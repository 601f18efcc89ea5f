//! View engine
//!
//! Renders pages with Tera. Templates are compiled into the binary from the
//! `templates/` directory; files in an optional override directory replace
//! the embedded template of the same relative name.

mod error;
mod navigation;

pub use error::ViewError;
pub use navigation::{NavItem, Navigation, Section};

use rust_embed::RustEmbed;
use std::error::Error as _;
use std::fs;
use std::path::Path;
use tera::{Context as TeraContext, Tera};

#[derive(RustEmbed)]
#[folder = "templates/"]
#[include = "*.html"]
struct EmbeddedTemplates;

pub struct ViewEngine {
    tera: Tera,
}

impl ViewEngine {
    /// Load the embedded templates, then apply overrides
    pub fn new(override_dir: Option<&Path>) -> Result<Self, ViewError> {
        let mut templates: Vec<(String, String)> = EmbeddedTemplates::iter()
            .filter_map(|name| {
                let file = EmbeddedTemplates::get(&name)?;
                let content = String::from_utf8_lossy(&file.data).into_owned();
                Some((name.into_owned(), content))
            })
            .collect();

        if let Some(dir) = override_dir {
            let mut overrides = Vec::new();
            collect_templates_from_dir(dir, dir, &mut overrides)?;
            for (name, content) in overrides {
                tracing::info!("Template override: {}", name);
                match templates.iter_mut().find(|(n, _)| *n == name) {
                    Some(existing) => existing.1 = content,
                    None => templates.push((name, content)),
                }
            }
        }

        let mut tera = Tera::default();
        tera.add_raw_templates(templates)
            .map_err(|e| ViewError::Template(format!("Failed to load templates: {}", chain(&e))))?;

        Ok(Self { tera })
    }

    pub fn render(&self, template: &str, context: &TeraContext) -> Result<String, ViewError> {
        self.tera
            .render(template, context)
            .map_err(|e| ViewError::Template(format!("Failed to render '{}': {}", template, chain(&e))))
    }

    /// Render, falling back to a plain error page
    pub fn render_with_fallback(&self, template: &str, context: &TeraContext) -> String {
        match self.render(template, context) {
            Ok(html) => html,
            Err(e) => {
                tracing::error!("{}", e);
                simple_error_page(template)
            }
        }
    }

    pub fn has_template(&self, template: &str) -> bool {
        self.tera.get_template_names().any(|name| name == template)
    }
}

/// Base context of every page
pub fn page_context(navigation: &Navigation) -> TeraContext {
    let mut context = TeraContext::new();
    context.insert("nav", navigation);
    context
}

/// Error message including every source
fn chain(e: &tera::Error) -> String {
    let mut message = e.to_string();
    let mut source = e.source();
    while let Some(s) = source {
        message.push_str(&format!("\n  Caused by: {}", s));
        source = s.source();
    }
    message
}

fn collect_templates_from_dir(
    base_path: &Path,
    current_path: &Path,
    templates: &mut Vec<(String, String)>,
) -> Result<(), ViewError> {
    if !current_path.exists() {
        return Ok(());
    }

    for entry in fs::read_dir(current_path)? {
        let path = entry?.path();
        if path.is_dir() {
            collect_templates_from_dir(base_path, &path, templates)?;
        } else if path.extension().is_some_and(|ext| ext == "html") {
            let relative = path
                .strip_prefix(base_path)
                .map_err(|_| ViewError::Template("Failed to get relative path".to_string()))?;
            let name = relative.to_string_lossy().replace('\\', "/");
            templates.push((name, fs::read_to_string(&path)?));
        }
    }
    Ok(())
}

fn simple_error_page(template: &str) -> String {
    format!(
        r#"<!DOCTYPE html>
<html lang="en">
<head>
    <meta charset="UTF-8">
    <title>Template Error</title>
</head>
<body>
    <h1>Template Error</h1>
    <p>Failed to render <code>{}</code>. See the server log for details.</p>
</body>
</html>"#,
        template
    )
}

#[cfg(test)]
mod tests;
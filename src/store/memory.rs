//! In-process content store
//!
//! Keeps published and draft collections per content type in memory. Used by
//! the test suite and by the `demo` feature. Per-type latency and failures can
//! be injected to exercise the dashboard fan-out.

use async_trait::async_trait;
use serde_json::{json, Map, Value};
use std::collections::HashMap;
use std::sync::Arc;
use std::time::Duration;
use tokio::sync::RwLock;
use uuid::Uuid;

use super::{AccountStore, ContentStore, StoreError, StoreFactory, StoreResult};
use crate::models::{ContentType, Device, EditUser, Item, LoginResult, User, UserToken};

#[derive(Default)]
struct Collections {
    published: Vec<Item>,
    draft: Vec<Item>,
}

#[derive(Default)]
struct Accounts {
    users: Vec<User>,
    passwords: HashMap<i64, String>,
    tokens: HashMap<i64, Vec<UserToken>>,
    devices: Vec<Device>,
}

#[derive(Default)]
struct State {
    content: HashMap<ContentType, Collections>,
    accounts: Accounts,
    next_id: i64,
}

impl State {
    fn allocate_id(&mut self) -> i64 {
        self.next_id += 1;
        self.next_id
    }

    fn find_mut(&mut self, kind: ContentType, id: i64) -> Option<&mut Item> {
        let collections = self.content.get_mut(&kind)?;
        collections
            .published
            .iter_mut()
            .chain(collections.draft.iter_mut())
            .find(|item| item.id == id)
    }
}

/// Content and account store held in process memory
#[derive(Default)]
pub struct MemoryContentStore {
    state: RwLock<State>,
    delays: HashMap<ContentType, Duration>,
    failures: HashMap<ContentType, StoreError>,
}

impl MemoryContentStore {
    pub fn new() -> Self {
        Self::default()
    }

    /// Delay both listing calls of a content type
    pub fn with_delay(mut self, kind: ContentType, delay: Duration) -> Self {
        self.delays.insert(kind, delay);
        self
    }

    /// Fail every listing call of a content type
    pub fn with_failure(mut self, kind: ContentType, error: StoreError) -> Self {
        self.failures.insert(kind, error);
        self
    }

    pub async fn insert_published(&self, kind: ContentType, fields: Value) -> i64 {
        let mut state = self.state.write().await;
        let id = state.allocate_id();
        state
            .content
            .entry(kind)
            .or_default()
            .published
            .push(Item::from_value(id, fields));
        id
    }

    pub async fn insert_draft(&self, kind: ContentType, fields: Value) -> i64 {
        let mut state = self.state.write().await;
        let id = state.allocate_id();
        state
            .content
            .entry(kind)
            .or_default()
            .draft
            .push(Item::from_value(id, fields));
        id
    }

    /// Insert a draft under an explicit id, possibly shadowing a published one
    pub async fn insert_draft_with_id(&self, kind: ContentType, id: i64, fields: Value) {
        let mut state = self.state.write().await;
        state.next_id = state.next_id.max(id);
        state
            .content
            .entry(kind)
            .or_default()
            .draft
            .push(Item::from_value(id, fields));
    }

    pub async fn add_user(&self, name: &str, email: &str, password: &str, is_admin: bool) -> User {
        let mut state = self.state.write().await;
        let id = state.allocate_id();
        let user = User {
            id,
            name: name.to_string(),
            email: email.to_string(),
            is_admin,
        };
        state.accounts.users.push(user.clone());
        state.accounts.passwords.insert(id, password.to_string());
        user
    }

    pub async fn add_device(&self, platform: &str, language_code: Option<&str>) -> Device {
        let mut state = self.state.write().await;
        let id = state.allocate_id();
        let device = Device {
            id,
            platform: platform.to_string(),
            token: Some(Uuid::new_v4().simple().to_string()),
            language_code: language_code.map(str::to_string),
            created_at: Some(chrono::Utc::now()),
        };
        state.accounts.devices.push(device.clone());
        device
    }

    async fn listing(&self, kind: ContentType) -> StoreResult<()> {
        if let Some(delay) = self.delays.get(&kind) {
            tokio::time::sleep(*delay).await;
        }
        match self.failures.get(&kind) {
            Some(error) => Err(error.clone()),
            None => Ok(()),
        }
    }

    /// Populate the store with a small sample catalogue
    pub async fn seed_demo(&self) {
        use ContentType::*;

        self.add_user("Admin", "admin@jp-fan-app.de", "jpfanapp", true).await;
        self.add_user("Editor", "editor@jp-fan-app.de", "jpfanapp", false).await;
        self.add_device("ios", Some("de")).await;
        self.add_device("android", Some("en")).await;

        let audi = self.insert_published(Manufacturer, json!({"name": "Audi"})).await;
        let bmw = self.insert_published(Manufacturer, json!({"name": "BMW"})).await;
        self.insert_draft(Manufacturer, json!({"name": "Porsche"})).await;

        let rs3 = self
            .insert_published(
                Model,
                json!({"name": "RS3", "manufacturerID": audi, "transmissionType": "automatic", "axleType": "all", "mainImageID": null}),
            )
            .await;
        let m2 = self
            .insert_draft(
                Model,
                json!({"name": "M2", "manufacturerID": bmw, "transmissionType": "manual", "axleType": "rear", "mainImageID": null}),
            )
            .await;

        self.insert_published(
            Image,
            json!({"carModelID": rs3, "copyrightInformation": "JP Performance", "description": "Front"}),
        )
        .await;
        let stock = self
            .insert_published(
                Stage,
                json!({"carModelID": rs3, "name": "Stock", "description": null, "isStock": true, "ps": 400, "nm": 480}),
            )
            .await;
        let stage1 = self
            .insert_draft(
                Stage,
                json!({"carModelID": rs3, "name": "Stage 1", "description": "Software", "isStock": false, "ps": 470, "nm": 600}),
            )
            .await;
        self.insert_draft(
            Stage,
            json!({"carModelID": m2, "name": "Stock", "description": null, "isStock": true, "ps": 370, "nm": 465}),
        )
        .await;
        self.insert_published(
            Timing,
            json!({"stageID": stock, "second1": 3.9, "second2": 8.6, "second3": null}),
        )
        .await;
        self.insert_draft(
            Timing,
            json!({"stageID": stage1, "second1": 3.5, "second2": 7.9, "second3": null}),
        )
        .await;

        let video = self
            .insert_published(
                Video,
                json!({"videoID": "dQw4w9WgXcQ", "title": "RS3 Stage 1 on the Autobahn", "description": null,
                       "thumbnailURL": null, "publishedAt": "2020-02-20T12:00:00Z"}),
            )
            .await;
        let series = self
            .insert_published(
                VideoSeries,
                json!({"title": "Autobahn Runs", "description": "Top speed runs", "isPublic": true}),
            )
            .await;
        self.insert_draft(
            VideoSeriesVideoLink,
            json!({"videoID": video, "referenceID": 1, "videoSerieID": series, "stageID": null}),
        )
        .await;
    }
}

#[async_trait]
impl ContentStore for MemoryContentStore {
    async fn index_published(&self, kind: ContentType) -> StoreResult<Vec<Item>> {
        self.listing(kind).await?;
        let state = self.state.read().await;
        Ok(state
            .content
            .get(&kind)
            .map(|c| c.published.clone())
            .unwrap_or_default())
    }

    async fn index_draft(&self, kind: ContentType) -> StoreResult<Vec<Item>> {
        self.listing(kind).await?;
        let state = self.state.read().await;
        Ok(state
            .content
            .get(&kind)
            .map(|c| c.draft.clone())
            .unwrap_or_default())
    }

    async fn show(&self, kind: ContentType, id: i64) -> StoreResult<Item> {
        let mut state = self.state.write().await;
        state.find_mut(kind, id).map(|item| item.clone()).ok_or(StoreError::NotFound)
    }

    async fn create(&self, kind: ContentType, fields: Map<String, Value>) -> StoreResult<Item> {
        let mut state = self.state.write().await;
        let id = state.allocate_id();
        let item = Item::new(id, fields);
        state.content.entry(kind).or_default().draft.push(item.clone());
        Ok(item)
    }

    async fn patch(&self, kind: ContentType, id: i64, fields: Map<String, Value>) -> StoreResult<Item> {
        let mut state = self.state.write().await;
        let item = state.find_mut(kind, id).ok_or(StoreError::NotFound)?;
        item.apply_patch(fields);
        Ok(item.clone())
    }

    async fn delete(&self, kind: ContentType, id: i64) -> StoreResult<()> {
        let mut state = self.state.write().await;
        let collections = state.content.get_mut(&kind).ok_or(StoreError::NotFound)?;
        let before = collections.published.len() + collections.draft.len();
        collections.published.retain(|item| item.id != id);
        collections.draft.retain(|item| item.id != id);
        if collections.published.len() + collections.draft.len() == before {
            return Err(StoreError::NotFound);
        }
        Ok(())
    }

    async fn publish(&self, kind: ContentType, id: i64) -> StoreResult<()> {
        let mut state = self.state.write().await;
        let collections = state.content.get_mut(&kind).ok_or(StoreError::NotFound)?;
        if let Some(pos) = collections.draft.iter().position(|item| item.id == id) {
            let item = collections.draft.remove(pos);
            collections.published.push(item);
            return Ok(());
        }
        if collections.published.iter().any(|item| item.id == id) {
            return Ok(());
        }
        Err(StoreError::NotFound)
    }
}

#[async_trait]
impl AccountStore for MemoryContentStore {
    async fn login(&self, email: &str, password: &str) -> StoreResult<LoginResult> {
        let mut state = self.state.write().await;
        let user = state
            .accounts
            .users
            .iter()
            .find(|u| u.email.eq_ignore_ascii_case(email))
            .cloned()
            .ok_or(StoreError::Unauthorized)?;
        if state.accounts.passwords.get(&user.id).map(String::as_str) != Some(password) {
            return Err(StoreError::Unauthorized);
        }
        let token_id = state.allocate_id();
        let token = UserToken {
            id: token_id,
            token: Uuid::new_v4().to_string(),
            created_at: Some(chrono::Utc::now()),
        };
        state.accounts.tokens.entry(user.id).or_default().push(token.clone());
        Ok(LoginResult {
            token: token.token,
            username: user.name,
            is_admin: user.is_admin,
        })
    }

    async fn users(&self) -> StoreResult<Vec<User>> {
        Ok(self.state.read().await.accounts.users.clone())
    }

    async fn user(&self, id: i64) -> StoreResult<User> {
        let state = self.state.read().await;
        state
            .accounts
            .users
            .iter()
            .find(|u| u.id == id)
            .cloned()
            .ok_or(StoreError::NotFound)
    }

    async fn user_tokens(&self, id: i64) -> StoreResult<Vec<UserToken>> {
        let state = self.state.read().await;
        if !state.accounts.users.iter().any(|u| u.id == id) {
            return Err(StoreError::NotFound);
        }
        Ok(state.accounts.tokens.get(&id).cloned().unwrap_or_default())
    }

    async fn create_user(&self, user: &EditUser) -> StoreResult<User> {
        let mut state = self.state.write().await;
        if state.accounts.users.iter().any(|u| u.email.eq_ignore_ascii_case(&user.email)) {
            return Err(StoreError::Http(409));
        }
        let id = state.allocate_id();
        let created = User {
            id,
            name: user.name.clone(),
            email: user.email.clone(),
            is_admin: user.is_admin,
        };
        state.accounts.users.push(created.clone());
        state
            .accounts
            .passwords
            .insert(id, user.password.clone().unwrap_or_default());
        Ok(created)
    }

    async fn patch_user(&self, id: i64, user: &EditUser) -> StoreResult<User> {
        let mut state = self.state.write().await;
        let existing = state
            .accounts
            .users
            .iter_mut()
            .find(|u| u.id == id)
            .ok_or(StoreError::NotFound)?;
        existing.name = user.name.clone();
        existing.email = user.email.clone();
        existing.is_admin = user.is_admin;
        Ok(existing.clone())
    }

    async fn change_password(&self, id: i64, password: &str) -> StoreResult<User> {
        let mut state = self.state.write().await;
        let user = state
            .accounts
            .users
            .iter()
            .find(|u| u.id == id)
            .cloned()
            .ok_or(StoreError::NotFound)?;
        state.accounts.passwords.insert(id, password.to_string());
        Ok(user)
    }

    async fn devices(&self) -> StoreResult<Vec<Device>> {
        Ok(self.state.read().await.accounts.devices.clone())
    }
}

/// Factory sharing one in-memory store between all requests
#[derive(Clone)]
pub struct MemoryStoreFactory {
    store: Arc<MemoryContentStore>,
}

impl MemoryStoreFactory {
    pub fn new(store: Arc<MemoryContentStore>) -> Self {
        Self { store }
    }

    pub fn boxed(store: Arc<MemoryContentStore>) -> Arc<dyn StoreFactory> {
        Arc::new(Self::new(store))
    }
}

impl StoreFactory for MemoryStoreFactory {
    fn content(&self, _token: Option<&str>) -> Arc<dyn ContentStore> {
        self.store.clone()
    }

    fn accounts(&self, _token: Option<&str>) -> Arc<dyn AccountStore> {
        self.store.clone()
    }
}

Instructions for the task.
Look through the data above. Each line containing the word "transmissionType" needs to be copied.

Result.
                json!({"name": "RS3", "manufacturerID": audi, "transmissionType": "automatic", "axleType": "all", "mainImageID": null}),
                json!({"name": "M2", "manufacturerID": bmw, "transmissionType": "manual", "axleType": "rear", "mainImageID": null}),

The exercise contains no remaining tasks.